» **AIM OF THE TASK**: Search the data for "value". Each line containing it is to be copied.
EXERCISE INPUT Start Marker
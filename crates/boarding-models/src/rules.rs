//! Named text-length rules for `#[validate(custom(function = ...))]`.
//!
//! `validator`'s `length` takes one message per field; forms report
//! "X is required" and "X must be less than N characters" separately, so each
//! bounded text field gets its own rule here.

use std::borrow::Cow;

use validator::ValidationError;

fn rule_error(code: &'static str, message: &'static str) -> ValidationError {
    ValidationError::new(code).with_message(Cow::Borrowed(message))
}

macro_rules! length_rule {
    ($fn_name:ident, $label:literal, required, $max:literal) => {
        pub fn $fn_name(value: &str) -> Result<(), ValidationError> {
            if value.trim().is_empty() {
                return Err(rule_error("required", concat!($label, " is required")));
            }
            if value.chars().count() > $max {
                return Err(rule_error(
                    "length",
                    concat!($label, " must be less than ", $max, " characters"),
                ));
            }
            Ok(())
        }
    };
    ($fn_name:ident, $label:literal, optional, $max:literal) => {
        pub fn $fn_name(value: &str) -> Result<(), ValidationError> {
            if value.chars().count() > $max {
                return Err(rule_error(
                    "length",
                    concat!($label, " must be less than ", $max, " characters"),
                ));
            }
            Ok(())
        }
    };
}

// Reference entities and guardians
length_rule!(reference_name, "Name", required, 50);
length_rule!(guardian_name, "Name", required, 100);
length_rule!(occupation, "Occupation", optional, 100);
length_rule!(details, "Details", optional, 1000);

// People
length_rule!(first_name, "First name", required, 50);
length_rule!(last_name, "Last name", required, 50);
length_rule!(father_name, "Father name", required, 100);
length_rule!(mother_name, "Mother name", required, 100);
length_rule!(optional_mother_name, "Mother name", optional, 100);
length_rule!(place_of_birth, "Place of birth", optional, 100);
length_rule!(nid_number, "NID number", optional, 20);
length_rule!(birth_reg_number, "Birth registration number", optional, 20);
length_rule!(brn_number, "BRN number", optional, 20);
length_rule!(employee_health_condition, "Health condition", optional, 100);
length_rule!(student_health_condition, "Health condition", optional, 500);

// Employment
length_rule!(notice_period, "Notice period", optional, 100);
length_rule!(computer_skills, "Computer skills", optional, 500);
length_rule!(teaching_methodology, "Teaching methodology", optional, 500);

// Qualifications
length_rule!(degree_name, "Degree name", required, 200);
length_rule!(institution, "Institution", required, 200);
length_rule!(grade, "Grade", required, 50);

// Experience
length_rule!(company_name, "Company name", required, 200);
length_rule!(job_title, "Job title", required, 100);
length_rule!(responsibilities, "Responsibilities", required, 1000);
length_rule!(achievements, "Achievements", optional, 1000);

// Professional references
length_rule!(reference_contact_name, "Name", required, 100);
length_rule!(relationship, "Relationship", required, 100);
impl<T, F> StateContainer<T, F>
where
    T: Identified + Clone,
    F: Clone + Default,
{
    /// `singular` and `plural` name the entity in failure messages, e.g.
    /// "staff" and "staffs".
    pub fn new(singular: &'static str, plural: &'static str) -> Self {
        Self {
            singular,
            plural,
            inner: Mutex::new(Inner {
                view: ViewState::default(),
                latest_seq: 0,
            }),
        }
    }

    fn lock(&self) -> MutexGuard<'_, Inner<T, F>> {
        self.inner.lock().unwrap_or_else(PoisonError::into_inner)
    }

    fn entity_for(&self, operation: Operation) -> &'static str {
        match operation {
            Operation::List | Operation::Dropdown => self.plural,
            _ => self.singular,
        }
    }

    pub fn snapshot(&self) -> ViewState<T, F> {
        self.lock().view.clone()
    }

    // ------------------------------------------------------------------------
    // List fetches
    // ------------------------------------------------------------------------

    /// Marks a list fetch in flight and returns the query it should run.
    pub fn begin_fetch(&self) -> FetchTicket<F> {
        let mut inner = self.lock();
        inner.latest_seq += 1;
        inner.view.status = LoadStatus::Loading;
        inner.view.error = None;

        let query = ListQuery::new(
            PaginationParams::new(inner.view.pagination.page, inner.view.pagination.limit),
            inner.view.filters.clone(),
        );
        let ticket = FetchTicket {
            seq: inner.latest_seq,
            request_id: Uuid::new_v4(),
            query,
        };
        debug!(entity = self.plural, seq = ticket.seq, request_id = %ticket.request_id, "fetch started");
        ticket
    }

    /// Applies a list response. Returns `false` when a newer fetch has been
    /// issued since, in which case the response is dropped.
    pub fn complete_fetch(&self, ticket: FetchTicket<F>, result: AppResult<Paginated<T>>) -> bool {
        let mut inner = self.lock();
        if ticket.seq != inner.latest_seq {
            debug!(
                entity = self.plural,
                seq = ticket.seq,
                latest = inner.latest_seq,
                request_id = %ticket.request_id,
                "discarding stale response"
            );
            track_stale_response(self.plural);
            return false;
        }

        match result {
            Ok(page) => {
                inner.view.pagination = PageState {
                    page: page.page,
                    limit: page.limit,
                    total: page.total,
                    total_pages: page.total_pages,
                };
                inner.view.items = page.data;
                inner.view.status = LoadStatus::Succeeded;
            }
            Err(err) => {
                warn!(entity = self.plural, request_id = %ticket.request_id, error = %err, "fetch failed");
                inner.view.status = LoadStatus::Failed;
                inner.view.error = Some(failure_message(Operation::List, self.plural, &err));
            }
        }
        true
    }

    /// Runs one list fetch with the current filters and page.
    pub async fn fetch<Fut>(&self, load: impl FnOnce(ListQuery<F>) -> Fut) -> bool
    where
        Fut: Future<Output = AppResult<Paginated<T>>>,
    {
        let ticket = self.begin_fetch();
        let result = load(ticket.query.clone()).await;
        self.complete_fetch(ticket, result)
    }

    /// Replaces the filters, resets to page 1 and refetches.
    pub async fn apply_filters<Fut>(&self, filters: F, load: impl FnOnce(ListQuery<F>) -> Fut) -> bool
    where
        Fut: Future<Output = AppResult<Paginated<T>>>,
    {
        self.set_filters(filters);
        self.fetch(load).await
    }

    pub async fn go_to_page<Fut>(&self, page: i64, load: impl FnOnce(ListQuery<F>) -> Fut) -> bool
    where
        Fut: Future<Output = AppResult<Paginated<T>>>,
    {
        self.set_page(page);
        self.fetch(load).await
    }

    // ------------------------------------------------------------------------
    // Plain reducers
    // ------------------------------------------------------------------------

    pub fn set_filters(&self, filters: F) {
        let mut inner = self.lock();
        inner.view.filters = filters;
        inner.view.pagination.page = DEFAULT_PAGE;
    }

    pub fn clear_filters(&self) {
        self.set_filters(F::default());
    }

    pub fn set_page(&self, page: i64) {
        self.lock().view.pagination.page = page.max(1);
    }

    pub fn set_limit(&self, limit: i64) {
        self.lock().view.pagination.limit = limit.max(1);
    }

    pub fn clear_error(&self) {
        self.lock().view.error = None;
    }

    pub fn clear_selected(&self) {
        self.lock().view.selected = None;
    }

    pub fn apply_selected(&self, record: T) {
        let mut inner = self.lock();
        inner.view.selected = Some(record);
        inner.view.status = LoadStatus::Succeeded;
    }

    /// Prepends a created record and bumps the total.
    pub fn apply_created(&self, record: T) {
        let mut inner = self.lock();
        inner.view.items.insert(0, record);
        inner.view.pagination.total += 1;
        inner.view.status = LoadStatus::Succeeded;
    }

    /// Replaces the matching row and the selection, when they hold `record`.
    pub fn apply_updated(&self, record: T) {
        let mut inner = self.lock();
        if let Some(row) = inner
            .view
            .items
            .iter_mut()
            .find(|row| row.key() == record.key())
        {
            *row = record.clone();
        }
        if inner
            .view
            .selected
            .as_ref()
            .is_some_and(|selected| selected.key() == record.key())
        {
            inner.view.selected = Some(record);
        }
        inner.view.status = LoadStatus::Succeeded;
    }

    /// Removes the row, decrements the total (never below zero) and clears a
    /// matching selection.
    pub fn apply_deleted(&self, id: &str) {
        let mut inner = self.lock();
        inner.view.items.retain(|row| row.key() != id);
        inner.view.pagination.total = (inner.view.pagination.total - 1).max(0);
        if inner
            .view
            .selected
            .as_ref()
            .is_some_and(|selected| selected.key() == id)
        {
            inner.view.selected = None;
        }
        inner.view.status = LoadStatus::Succeeded;
    }

    /// Records a failed operation. Items stay as last loaded.
    pub fn fail(&self, operation: Operation, error: &dyn Display) {
        let message = failure_message(operation, self.entity_for(operation), error);
        let mut inner = self.lock();
        inner.view.status = LoadStatus::Failed;
        inner.view.error = Some(message);
    }

    fn begin_mutation(&self) {
        let mut inner = self.lock();
        inner.view.status = LoadStatus::Loading;
        inner.view.error = None;
    }

    // ------------------------------------------------------------------------
    // Operation wrappers
    // ------------------------------------------------------------------------

    pub async fn run_select(&self, call: impl Future<Output = AppResult<T>>) -> AppResult<T> {
        self.begin_mutation();
        match call.await {
            Ok(record) => {
                self.apply_selected(record.clone());
                Ok(record)
            }
            Err(err) => {
                self.fail(Operation::Get, &err);
                Err(err)
            }
        }
    }

    pub async fn run_create(&self, call: impl Future<Output = AppResult<T>>) -> AppResult<T> {
        self.begin_mutation();
        match call.await {
            Ok(record) => {
                self.apply_created(record.clone());
                Ok(record)
            }
            Err(err) => {
                self.fail(Operation::Create, &err);
                Err(err)
            }
        }
    }

    pub async fn run_update(&self, call: impl Future<Output = AppResult<T>>) -> AppResult<T> {
        self.begin_mutation();
        match call.await {
            Ok(record) => {
                self.apply_updated(record.clone());
                Ok(record)
            }
            Err(err) => {
                self.fail(Operation::Update, &err);
                Err(err)
            }
        }
    }

    pub async fn run_delete(
        &self,
        id: &str,
        call: impl Future<Output = AppResult<()>>,
    ) -> AppResult<()> {
        self.begin_mutation();
        match call.await {
            Ok(()) => {
                self.apply_deleted(id);
                Ok(())
            }
            Err(err) => {
                self.fail(Operation::Delete, &err);
                Err(err)
            }
        }
    }
}
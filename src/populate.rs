//! Detail population: resolving foreign-key ids to `{id, name}` projections.
//!
//! Reference collections are fetched once per populated page and indexed by
//! id; every row of the page resolves against the same indexes. Ids that no
//! longer resolve are dropped.

use std::collections::HashMap;
use std::marker::PhantomData;

use boarding_core::AppResult;
use boarding_models::ids::{BloodGroupId, DesignationId, GenderId, MaritalStatusId, ReligionId};
use boarding_models::{
    BloodGroup, Designation, EmployeeDetail, Gender, HasProfile, MaritalStatus, Named, NamedRef,
    Religion, Student, StudentDetail,
};
use tracing::instrument;

use crate::repository::Repository;

/// Id → name lookup for one reference collection.
#[derive(Debug, Clone)]
pub struct ReferenceIndex<I> {
    names: HashMap<String, String>,
    _id: PhantomData<fn(&I)>,
}

impl<I: AsRef<str>> ReferenceIndex<I> {
    pub fn from_records<R: Named>(records: &[R]) -> Self {
        Self {
            names: records
                .iter()
                .map(|record| (record.key().to_owned(), record.name().to_owned()))
                .collect(),
            _id: PhantomData,
        }
    }

    #[must_use]
    pub fn len(&self) -> usize {
        self.names.len()
    }

    #[must_use]
    pub fn is_empty(&self) -> bool {
        self.names.is_empty()
    }

    pub fn resolve(&self, id: &I) -> Option<NamedRef> {
        let id = id.as_ref();
        self.names.get(id).map(|name| NamedRef::new(id, name.as_str()))
    }

    pub fn resolve_opt(&self, id: Option<&I>) -> Option<NamedRef> {
        id.and_then(|id| self.resolve(id))
    }

    /// Resolves every id in order, skipping orphans.
    pub fn resolve_all(&self, ids: &[I]) -> Vec<NamedRef> {
        ids.iter().filter_map(|id| self.resolve(id)).collect()
    }
}

/// The reference indexes a page of employee or student details needs.
#[derive(Debug, Clone)]
pub struct Lookups {
    pub designations: ReferenceIndex<DesignationId>,
    pub genders: ReferenceIndex<GenderId>,
    pub blood_groups: ReferenceIndex<BloodGroupId>,
    pub religions: ReferenceIndex<ReligionId>,
    pub marital_statuses: ReferenceIndex<MaritalStatusId>,
}

impl Lookups {
    pub fn employee_detail<T: HasProfile>(&self, record: T) -> EmployeeDetail<T> {
        let profile = record.profile();
        let designations = self.designations.resolve_all(&profile.designation_ids);
        let gender = self.genders.resolve(&profile.gender_id);
        let blood_group = self.blood_groups.resolve_opt(profile.blood_group_id.as_ref());
        let religion = self.religions.resolve_opt(profile.religion_id.as_ref());
        let marital_status = self.marital_statuses.resolve(&profile.marital_status_id);

        EmployeeDetail {
            record,
            designations,
            gender,
            blood_group,
            religion,
            marital_status,
        }
    }

    pub fn student_detail(&self, student: Student) -> StudentDetail {
        StudentDetail {
            gender: self.genders.resolve(&student.gender_id),
            blood_group: self.blood_groups.resolve_opt(student.blood_group_id.as_ref()),
            religion: self.religions.resolve_opt(student.religion_id.as_ref()),
            student,
        }
    }
}

/// Loads the reference collections behind [`Lookups`].
#[derive(Debug, Clone)]
pub struct DetailPopulator {
    designations: Repository<Designation>,
    genders: Repository<Gender>,
    blood_groups: Repository<BloodGroup>,
    religions: Repository<Religion>,
    marital_statuses: Repository<MaritalStatus>,
}

impl DetailPopulator {
    pub fn new(
        designations: Repository<Designation>,
        genders: Repository<Gender>,
        blood_groups: Repository<BloodGroup>,
        religions: Repository<Religion>,
        marital_statuses: Repository<MaritalStatus>,
    ) -> Self {
        Self {
            designations,
            genders,
            blood_groups,
            religions,
            marital_statuses,
        }
    }

    /// Fetches each reference collection once, concurrently.
    #[instrument(skip(self))]
    pub async fn load(&self) -> AppResult<Lookups> {
        let (designations, genders, blood_groups, religions, marital_statuses) = tokio::try_join!(
            self.designations.get_all_for_dropdown(),
            self.genders.get_all_for_dropdown(),
            self.blood_groups.get_all_for_dropdown(),
            self.religions.get_all_for_dropdown(),
            self.marital_statuses.get_all_for_dropdown(),
        )?;

        Ok(Lookups {
            designations: ReferenceIndex::from_records(&designations),
            genders: ReferenceIndex::from_records(&genders),
            blood_groups: ReferenceIndex::from_records(&blood_groups),
            religions: ReferenceIndex::from_records(&religions),
            marital_statuses: ReferenceIndex::from_records(&marital_statuses),
        })
    }
}
//! Students module.

pub mod model;
pub mod service;

pub use service::StudentService;
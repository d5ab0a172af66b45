//! The contract every stored entity type fulfils.
//!
//! A [`Repository`](crate::repository::Repository) is generic over
//! [`Entity`]; each entity supplies its DTO types, schema, filter predicate,
//! merge logic and id prefix here.

use std::borrow::Borrow;
use std::fmt::Display;
use std::hash::Hash;

use boarding_core::FieldErrors;
use boarding_core::validation::validate_payload;
use boarding_models::Identified;
use chrono::{DateTime, Utc};
use validator::Validate;

use crate::store::IdSequence;

pub trait Entity: Identified + Clone + Send + Sync + 'static {
    type Id: Clone + Eq + Hash + Display + Borrow<str> + From<String> + Send + Sync + 'static;
    type Create: Validate + Send + 'static;
    type Update: Validate + Send + 'static;
    type Filter: Default + Clone + Send + Sync + 'static;

    /// Human-readable name used in messages, e.g. "Blood Group".
    const NAME: &'static str;
    /// Prefix of store-assigned ids, e.g. "bg".
    const ID_PREFIX: &'static str;

    fn id(&self) -> &Self::Id;

    fn validate_create(dto: &Self::Create) -> Result<(), FieldErrors> {
        validate_payload(dto)
    }

    fn validate_update(dto: &Self::Update) -> Result<(), FieldErrors> {
        validate_payload(dto)
    }

    /// Builds a new record. Nested items draw their ids from `ids`.
    fn build(id: Self::Id, dto: Self::Create, created_at: DateTime<Utc>, ids: &mut IdSequence)
    -> Self;

    /// Shallow-merges the supplied fields of `dto` into `self`.
    fn merge(&mut self, dto: Self::Update, ids: &mut IdSequence);

    fn touch(&mut self, at: DateTime<Utc>);

    fn matches(&self, filter: &Self::Filter) -> bool;
}

/// Copies the supplied fields of an update DTO onto a record.
///
/// Fields listed under `set` are required on the record and assigned as is;
/// fields under `wrap` are optional on the record and assigned as `Some`.
macro_rules! merge_fields {
    ($record:expr, $dto:expr; set: [$($set:ident),* $(,)?], wrap: [$($wrap:ident),* $(,)?] $(,)?) => {
        $(
            if let Some(value) = $dto.$set {
                $record.$set = value;
            }
        )*
        $(
            if let Some(value) = $dto.$wrap {
                $record.$wrap = Some(value);
            }
        )*
    };
}

pub(crate) use merge_fields;
//! Types shared by every entity module.

use serde::{Deserialize, Serialize};
use std::fmt;

/// Anything carrying a stable string id. Used by the state container to
/// match rows and by the populator to index reference collections.
pub trait Identified {
    fn key(&self) -> &str;
}

/// A record with a display name, such as a reference entity.
pub trait Named: Identified {
    fn name(&self) -> &str;
}

/// `{id, name}` projection of a resolved foreign key.
#[derive(Debug, Clone, PartialEq, Eq, Hash, Serialize, Deserialize)]
pub struct NamedRef {
    pub id: String,
    pub name: String,
}

impl NamedRef {
    pub fn new(id: impl Into<String>, name: impl Into<String>) -> Self {
        Self {
            id: id.into(),
            name: name.into(),
        }
    }

    pub fn of<T: Named + ?Sized>(record: &T) -> Self {
        Self::new(record.key(), record.name())
    }
}

/// Lifecycle status of staff, teachers and students.
#[derive(Debug, Clone, Copy, PartialEq, Eq, Hash, Default, Serialize, Deserialize)]
#[serde(rename_all = "UPPERCASE")]
pub enum Status {
    #[default]
    Active,
    Inactive,
    Pending,
    Archive,
}

impl Status {
    pub const ALL: [Status; 4] = [
        Status::Active,
        Status::Inactive,
        Status::Pending,
        Status::Archive,
    ];

    #[must_use]
    pub fn as_str(self) -> &'static str {
        match self {
            Status::Active => "ACTIVE",
            Status::Inactive => "INACTIVE",
            Status::Pending => "PENDING",
            Status::Archive => "ARCHIVE",
        }
    }
}

impl fmt::Display for Status {
    fn fmt(&self, f: &mut fmt::Formatter<'_>) -> fmt::Result {
        f.write_str(self.as_str())
    }
}

impl std::str::FromStr for Status {
    type Err = String;

    fn from_str(s: &str) -> Result<Self, Self::Err> {
        Status::ALL
            .into_iter()
            .find(|status| status.as_str().eq_ignore_ascii_case(s.trim()))
            .ok_or_else(|| format!("Unknown status: {s}"))
    }
}

#[cfg(test)]
mod tests {
    use super::*;

    #[test]
    fn test_status_wire_format() {
        assert_eq!(serde_json::to_string(&Status::Archive).unwrap(), "\"ARCHIVE\"");
        let status: Status = serde_json::from_str("\"PENDING\"").unwrap();
        assert_eq!(status, Status::Pending);
    }

    #[test]
    fn test_status_from_str_is_case_insensitive() {
        assert_eq!("inactive".parse::<Status>().unwrap(), Status::Inactive);
        assert!("retired".parse::<Status>().is_err());
    }
}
EXERCISE INPUT End Marker
» **EXPECTED ANSWER**:
        pub fn $fn_name(value: &str) -> Result<(), ValidationError> {
            if value.trim().is_empty() {
            if value.chars().count() > $max {
        pub fn $fn_name(value: &str) -> Result<(), ValidationError> {
            if value.chars().count() > $max {
            if let Some(value) = $dto.$set {
                $record.$set = value;
            if let Some(value) = $dto.$wrap {
                $record.$wrap = Some(value);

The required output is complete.